EXERCISE:
Show every line in the material below in which the string "limit" appears.

DATA SECTION:

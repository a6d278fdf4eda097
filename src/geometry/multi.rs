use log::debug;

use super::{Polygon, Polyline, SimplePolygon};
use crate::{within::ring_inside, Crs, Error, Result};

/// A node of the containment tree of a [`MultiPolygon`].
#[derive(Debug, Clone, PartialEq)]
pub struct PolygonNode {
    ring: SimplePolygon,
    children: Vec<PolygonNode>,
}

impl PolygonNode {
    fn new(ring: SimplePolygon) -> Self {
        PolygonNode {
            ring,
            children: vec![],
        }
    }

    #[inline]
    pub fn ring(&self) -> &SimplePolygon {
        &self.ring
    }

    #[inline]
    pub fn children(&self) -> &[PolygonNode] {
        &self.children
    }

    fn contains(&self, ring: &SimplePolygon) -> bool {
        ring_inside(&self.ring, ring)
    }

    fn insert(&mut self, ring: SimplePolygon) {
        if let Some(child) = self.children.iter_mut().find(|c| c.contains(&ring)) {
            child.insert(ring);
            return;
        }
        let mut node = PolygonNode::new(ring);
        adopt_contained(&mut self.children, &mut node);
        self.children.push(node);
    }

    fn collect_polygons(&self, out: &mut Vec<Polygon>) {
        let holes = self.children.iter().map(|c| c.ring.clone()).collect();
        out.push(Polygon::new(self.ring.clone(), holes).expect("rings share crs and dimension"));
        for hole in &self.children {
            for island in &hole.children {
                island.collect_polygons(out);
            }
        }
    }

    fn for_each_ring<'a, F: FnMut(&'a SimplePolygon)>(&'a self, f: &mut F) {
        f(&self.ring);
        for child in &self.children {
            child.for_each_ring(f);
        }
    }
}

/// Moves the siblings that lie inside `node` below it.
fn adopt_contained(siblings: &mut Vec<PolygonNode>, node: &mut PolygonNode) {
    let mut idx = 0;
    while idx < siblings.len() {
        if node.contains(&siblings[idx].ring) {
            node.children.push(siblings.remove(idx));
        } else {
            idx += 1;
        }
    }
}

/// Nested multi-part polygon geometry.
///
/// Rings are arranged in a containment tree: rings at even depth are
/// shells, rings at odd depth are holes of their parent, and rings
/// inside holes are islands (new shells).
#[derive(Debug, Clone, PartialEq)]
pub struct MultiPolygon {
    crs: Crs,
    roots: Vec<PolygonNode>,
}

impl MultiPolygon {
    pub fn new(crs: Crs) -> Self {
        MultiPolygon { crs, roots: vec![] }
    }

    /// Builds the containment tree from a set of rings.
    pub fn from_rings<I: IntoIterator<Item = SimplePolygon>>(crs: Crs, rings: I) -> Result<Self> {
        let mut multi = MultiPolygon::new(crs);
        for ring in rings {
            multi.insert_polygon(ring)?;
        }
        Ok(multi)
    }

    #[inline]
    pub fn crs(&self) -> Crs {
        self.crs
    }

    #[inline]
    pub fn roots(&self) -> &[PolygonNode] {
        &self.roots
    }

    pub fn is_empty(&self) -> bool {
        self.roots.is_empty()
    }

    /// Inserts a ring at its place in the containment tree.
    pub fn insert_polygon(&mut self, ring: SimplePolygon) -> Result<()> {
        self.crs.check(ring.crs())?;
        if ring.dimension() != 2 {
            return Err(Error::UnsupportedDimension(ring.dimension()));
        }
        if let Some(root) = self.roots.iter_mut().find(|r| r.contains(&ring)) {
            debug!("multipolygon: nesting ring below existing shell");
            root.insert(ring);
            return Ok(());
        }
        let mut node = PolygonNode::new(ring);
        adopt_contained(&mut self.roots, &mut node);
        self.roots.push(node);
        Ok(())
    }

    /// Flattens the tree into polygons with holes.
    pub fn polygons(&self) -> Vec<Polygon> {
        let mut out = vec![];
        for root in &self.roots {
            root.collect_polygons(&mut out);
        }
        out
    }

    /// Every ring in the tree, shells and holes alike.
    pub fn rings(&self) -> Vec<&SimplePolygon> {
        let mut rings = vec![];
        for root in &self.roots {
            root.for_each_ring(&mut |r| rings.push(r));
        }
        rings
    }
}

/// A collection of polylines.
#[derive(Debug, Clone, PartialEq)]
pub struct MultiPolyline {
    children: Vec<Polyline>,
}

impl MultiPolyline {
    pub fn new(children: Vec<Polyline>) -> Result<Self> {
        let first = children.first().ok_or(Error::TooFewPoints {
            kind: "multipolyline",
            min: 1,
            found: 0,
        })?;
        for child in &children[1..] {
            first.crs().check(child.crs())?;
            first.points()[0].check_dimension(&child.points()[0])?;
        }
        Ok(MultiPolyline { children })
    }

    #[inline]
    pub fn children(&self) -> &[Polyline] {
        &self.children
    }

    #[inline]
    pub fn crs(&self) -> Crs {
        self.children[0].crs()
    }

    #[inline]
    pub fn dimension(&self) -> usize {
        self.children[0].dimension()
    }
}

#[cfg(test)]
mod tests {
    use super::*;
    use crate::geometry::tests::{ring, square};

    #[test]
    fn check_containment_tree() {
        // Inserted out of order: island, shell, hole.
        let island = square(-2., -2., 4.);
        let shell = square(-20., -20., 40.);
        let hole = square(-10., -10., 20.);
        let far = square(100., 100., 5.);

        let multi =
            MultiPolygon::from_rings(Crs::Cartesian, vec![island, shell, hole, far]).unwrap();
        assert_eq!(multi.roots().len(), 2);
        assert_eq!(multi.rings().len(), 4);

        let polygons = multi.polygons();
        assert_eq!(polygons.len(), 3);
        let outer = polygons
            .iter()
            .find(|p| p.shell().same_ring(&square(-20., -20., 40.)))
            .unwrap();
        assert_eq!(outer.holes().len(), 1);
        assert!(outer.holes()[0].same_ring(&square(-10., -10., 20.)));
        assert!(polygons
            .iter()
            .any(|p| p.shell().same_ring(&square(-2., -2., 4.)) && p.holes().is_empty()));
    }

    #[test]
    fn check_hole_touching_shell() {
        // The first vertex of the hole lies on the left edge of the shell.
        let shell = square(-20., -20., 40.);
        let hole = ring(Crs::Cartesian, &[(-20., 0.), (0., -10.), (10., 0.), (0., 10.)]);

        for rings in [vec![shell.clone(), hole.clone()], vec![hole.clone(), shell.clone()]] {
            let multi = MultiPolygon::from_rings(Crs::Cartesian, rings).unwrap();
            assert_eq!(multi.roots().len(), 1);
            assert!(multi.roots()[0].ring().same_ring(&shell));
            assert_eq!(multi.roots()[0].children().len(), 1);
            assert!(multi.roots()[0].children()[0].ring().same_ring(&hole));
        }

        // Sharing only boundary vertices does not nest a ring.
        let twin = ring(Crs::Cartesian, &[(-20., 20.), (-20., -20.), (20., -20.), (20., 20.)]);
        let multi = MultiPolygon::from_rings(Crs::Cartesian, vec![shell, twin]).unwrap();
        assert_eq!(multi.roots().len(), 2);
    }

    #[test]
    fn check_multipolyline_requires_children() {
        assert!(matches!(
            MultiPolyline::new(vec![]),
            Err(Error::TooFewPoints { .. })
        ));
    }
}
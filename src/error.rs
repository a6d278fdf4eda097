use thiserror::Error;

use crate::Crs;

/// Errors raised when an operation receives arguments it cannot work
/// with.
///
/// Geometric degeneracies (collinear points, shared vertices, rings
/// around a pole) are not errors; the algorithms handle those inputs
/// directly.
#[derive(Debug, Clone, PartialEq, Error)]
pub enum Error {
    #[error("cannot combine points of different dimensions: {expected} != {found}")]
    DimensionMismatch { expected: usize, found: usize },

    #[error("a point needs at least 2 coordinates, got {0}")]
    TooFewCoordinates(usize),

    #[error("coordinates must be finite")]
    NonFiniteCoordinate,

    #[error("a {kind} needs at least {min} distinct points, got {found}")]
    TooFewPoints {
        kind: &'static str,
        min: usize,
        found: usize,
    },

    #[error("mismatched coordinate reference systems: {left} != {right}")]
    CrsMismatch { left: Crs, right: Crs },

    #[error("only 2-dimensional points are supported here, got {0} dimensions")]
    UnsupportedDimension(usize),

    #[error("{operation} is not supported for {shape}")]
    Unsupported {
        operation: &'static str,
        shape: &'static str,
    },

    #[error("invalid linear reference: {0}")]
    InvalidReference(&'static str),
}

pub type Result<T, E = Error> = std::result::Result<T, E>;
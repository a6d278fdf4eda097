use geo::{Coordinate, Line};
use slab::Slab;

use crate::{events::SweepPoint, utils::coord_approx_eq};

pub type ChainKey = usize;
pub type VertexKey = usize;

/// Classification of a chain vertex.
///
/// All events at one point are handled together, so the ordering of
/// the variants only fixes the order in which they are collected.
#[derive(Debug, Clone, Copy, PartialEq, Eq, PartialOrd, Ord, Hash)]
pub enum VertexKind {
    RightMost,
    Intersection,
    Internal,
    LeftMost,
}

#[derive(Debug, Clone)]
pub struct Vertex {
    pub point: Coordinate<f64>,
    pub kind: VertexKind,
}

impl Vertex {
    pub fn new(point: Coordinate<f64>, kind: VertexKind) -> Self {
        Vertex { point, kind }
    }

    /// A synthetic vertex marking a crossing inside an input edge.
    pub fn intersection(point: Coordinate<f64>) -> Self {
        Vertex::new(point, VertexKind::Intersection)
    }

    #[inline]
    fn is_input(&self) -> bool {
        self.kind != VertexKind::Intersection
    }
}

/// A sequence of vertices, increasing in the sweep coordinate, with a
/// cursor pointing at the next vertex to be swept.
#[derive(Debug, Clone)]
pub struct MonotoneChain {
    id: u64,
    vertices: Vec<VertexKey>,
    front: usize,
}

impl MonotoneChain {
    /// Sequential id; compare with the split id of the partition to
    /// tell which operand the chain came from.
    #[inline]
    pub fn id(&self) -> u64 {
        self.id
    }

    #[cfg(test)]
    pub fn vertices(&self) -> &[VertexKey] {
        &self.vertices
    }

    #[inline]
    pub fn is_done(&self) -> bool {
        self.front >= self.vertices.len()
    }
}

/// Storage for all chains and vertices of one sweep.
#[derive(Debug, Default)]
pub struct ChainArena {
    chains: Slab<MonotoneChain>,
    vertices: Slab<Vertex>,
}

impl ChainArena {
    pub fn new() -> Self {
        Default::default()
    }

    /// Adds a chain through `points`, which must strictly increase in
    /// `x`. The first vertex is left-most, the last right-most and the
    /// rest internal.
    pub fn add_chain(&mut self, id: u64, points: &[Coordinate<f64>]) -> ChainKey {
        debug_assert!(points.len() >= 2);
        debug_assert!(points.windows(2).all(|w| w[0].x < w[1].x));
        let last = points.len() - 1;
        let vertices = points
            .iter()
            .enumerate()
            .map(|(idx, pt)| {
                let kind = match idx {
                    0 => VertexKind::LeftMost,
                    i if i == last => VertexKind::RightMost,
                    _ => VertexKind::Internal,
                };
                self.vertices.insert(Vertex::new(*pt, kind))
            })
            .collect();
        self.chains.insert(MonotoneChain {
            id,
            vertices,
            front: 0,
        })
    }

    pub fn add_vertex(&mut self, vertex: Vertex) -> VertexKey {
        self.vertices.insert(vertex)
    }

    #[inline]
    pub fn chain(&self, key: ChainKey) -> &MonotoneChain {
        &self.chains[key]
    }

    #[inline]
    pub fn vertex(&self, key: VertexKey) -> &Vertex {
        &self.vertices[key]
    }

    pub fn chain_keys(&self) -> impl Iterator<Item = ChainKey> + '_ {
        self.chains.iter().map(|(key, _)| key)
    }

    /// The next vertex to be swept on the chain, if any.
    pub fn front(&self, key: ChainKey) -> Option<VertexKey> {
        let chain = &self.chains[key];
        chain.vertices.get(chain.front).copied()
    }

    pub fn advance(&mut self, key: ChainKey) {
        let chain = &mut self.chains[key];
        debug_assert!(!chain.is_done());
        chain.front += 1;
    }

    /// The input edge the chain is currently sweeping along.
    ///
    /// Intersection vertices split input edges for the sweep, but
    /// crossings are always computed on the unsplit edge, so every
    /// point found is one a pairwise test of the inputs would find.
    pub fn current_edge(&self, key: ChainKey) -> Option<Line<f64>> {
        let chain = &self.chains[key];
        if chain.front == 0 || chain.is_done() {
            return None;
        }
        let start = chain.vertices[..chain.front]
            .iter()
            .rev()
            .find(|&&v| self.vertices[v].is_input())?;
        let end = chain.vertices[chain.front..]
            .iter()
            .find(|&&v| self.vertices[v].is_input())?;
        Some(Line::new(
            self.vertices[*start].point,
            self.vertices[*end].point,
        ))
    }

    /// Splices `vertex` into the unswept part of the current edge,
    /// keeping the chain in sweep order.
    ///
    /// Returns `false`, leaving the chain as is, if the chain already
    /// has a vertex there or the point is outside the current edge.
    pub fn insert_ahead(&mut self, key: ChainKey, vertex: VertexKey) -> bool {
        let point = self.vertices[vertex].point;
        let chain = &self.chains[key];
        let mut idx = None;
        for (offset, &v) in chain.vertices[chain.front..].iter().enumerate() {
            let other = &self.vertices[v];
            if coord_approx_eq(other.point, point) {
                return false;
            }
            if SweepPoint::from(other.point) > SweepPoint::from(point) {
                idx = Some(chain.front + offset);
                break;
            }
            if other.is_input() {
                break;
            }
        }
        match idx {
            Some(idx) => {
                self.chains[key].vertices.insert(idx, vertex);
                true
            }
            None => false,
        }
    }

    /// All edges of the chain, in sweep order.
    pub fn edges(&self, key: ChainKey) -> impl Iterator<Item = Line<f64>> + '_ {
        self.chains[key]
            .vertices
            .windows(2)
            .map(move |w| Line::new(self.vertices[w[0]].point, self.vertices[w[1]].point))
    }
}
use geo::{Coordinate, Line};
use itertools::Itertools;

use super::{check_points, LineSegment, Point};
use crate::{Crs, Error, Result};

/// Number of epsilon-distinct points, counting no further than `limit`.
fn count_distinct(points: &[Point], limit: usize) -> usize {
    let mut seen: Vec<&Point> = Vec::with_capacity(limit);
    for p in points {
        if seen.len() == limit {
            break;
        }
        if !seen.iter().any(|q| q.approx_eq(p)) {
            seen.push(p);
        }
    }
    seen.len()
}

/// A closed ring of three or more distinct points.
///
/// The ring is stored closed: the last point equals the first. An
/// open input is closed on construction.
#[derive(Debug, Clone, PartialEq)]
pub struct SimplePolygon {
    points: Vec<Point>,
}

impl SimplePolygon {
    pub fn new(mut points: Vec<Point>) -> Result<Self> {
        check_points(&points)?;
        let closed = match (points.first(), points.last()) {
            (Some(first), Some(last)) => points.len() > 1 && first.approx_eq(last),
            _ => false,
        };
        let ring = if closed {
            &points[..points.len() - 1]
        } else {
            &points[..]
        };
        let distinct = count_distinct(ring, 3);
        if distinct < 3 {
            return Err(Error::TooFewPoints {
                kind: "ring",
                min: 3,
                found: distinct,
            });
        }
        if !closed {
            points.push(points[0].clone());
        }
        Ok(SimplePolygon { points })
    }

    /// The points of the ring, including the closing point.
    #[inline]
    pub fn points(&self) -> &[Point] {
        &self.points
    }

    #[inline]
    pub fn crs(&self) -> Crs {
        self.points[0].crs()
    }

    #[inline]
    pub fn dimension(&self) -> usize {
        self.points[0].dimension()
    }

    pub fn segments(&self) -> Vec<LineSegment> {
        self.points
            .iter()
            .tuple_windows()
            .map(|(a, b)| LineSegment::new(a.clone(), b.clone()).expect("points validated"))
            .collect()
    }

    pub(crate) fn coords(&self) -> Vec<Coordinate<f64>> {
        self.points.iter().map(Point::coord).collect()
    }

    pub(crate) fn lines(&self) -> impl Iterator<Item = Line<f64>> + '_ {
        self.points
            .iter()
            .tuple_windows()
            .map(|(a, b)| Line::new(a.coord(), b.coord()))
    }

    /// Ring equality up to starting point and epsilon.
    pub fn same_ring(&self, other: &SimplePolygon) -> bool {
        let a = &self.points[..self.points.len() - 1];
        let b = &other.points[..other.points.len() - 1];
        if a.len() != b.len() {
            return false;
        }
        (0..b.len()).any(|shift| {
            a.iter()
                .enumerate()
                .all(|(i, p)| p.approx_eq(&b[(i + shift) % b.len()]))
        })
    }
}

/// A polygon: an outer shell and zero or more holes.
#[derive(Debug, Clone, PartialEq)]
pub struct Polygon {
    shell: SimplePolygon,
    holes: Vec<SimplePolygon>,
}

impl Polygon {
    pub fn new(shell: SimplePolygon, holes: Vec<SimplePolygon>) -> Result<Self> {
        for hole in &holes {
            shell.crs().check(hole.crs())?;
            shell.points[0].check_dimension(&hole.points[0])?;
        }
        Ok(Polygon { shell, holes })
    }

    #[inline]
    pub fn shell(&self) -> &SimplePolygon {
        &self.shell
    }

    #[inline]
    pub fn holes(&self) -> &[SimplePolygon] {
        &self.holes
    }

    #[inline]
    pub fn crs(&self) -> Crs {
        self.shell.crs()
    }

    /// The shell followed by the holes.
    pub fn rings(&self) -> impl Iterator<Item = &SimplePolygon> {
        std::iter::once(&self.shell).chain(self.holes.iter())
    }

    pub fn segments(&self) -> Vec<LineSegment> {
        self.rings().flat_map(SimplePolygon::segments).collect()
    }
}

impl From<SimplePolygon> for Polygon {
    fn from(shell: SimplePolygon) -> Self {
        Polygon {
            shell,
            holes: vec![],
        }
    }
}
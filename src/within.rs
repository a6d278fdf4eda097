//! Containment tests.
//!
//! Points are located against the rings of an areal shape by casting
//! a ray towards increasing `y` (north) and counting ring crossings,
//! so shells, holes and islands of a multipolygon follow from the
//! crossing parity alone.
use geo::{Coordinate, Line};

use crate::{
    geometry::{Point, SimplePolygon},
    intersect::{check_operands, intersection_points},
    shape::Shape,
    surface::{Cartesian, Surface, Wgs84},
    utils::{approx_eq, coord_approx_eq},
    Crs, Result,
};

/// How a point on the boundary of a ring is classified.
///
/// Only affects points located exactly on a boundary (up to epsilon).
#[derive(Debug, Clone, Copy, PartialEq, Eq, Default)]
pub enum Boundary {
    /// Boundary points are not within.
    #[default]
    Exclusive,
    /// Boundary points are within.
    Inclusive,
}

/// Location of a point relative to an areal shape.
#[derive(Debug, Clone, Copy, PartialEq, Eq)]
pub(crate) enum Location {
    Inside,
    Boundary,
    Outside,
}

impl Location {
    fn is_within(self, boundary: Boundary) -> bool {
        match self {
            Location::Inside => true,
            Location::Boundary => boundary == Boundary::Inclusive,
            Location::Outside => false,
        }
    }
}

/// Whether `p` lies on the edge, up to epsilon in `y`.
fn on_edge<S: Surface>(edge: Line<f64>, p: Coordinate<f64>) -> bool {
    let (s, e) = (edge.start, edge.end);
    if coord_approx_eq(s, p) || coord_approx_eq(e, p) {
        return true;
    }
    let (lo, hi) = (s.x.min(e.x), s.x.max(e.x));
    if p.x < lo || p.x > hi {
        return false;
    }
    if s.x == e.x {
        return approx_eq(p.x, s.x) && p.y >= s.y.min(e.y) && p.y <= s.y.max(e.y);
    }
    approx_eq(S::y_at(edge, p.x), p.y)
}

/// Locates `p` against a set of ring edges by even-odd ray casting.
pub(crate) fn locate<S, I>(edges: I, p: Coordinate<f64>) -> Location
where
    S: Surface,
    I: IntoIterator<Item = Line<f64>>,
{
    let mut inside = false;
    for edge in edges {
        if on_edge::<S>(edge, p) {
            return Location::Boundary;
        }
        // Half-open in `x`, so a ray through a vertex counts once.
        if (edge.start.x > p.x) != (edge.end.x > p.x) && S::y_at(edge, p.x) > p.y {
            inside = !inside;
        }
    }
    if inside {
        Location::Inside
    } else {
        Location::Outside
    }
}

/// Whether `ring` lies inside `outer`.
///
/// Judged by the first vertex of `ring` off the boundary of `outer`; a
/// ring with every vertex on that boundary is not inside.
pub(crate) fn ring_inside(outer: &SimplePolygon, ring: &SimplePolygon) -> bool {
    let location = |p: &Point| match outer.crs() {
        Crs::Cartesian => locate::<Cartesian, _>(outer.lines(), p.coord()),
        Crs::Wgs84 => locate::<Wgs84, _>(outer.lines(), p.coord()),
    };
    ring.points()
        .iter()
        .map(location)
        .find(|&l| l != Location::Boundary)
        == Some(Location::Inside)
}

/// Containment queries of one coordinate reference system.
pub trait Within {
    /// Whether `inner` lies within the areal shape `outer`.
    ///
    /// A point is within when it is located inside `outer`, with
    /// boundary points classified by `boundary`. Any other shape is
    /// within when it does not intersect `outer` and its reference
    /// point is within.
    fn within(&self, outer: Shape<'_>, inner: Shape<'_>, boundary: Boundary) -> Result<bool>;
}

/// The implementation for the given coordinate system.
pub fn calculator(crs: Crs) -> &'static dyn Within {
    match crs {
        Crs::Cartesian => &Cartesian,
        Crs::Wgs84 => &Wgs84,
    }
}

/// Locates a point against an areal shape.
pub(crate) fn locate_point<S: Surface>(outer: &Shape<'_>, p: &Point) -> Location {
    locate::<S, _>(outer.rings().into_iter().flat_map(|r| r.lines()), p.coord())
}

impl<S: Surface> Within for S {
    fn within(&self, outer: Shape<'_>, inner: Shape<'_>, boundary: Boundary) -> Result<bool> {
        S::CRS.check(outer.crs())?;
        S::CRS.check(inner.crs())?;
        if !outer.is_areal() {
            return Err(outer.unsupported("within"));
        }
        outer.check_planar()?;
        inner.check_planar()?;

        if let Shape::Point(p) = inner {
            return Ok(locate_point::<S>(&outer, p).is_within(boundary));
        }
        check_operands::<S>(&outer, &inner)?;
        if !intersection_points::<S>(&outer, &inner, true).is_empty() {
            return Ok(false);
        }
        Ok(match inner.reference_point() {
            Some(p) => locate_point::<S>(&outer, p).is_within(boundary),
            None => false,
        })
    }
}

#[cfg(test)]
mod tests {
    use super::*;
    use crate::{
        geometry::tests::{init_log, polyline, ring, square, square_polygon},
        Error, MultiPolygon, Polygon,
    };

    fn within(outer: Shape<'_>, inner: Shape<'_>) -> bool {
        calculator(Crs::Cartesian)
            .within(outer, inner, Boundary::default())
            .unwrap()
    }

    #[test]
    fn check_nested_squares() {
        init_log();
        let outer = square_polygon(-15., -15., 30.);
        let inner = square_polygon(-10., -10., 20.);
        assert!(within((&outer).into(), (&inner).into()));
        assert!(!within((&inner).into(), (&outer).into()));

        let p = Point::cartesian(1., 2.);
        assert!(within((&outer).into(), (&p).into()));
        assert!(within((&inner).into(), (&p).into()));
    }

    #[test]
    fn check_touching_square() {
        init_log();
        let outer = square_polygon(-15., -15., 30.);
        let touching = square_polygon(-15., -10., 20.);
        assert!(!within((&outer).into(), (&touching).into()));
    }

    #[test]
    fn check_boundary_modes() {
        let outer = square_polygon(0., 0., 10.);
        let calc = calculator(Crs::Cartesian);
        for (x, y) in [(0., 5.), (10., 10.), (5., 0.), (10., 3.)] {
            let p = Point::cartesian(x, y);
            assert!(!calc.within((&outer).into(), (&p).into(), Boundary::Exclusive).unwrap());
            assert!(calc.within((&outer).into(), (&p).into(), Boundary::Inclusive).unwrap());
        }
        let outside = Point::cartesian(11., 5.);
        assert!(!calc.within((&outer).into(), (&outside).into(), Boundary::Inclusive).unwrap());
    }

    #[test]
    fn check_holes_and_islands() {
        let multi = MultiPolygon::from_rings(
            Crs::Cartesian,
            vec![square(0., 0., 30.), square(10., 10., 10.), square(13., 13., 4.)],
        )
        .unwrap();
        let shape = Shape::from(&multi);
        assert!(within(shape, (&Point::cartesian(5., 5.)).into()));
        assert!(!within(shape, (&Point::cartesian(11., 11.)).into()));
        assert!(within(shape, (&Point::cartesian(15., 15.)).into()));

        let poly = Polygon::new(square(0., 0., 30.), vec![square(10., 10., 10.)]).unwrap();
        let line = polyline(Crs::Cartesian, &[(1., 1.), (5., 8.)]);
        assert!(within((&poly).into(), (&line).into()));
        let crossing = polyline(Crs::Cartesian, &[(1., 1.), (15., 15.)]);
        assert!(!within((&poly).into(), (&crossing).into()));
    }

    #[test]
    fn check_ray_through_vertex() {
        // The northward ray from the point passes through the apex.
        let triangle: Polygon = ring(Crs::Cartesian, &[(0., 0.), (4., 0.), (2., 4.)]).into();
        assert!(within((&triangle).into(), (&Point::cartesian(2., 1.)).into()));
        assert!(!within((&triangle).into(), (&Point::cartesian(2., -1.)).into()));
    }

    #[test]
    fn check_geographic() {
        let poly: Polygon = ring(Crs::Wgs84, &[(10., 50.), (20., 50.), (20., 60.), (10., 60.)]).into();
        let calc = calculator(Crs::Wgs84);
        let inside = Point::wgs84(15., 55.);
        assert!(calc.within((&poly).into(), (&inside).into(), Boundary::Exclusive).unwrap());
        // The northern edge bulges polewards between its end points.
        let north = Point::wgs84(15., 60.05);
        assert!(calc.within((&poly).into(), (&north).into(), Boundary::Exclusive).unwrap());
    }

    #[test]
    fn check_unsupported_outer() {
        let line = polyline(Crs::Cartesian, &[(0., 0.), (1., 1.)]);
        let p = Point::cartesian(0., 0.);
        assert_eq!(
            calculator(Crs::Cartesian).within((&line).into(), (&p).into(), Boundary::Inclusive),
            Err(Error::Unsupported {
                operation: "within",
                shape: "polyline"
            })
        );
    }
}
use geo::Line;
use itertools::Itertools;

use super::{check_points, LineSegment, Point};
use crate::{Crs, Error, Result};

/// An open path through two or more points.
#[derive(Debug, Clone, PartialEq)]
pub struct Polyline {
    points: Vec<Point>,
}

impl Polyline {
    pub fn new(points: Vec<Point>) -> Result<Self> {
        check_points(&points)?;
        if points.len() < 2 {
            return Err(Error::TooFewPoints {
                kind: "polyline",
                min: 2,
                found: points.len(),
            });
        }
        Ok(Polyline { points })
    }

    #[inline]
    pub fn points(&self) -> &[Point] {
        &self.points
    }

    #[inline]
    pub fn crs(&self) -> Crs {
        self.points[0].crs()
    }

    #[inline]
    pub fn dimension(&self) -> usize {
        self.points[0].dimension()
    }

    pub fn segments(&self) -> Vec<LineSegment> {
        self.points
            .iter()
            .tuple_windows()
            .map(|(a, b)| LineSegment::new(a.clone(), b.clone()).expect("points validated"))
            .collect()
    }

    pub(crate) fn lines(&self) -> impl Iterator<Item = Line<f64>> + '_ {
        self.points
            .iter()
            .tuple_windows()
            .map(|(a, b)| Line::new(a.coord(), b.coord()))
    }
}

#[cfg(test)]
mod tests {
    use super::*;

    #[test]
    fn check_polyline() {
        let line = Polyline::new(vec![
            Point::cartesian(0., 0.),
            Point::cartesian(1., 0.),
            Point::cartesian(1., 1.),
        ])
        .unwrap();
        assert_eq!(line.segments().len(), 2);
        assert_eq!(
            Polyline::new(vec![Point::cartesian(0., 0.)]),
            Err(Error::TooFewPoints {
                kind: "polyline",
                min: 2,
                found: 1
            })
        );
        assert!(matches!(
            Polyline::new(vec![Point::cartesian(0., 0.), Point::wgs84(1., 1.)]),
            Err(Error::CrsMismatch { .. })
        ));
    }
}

YOUR SOLUTION:
/// Number of epsilon-distinct points, counting no further than `limit`.
fn count_distinct(points: &[Point], limit: usize) -> usize {
    let mut seen: Vec<&Point> = Vec::with_capacity(limit);
        if seen.len() == limit {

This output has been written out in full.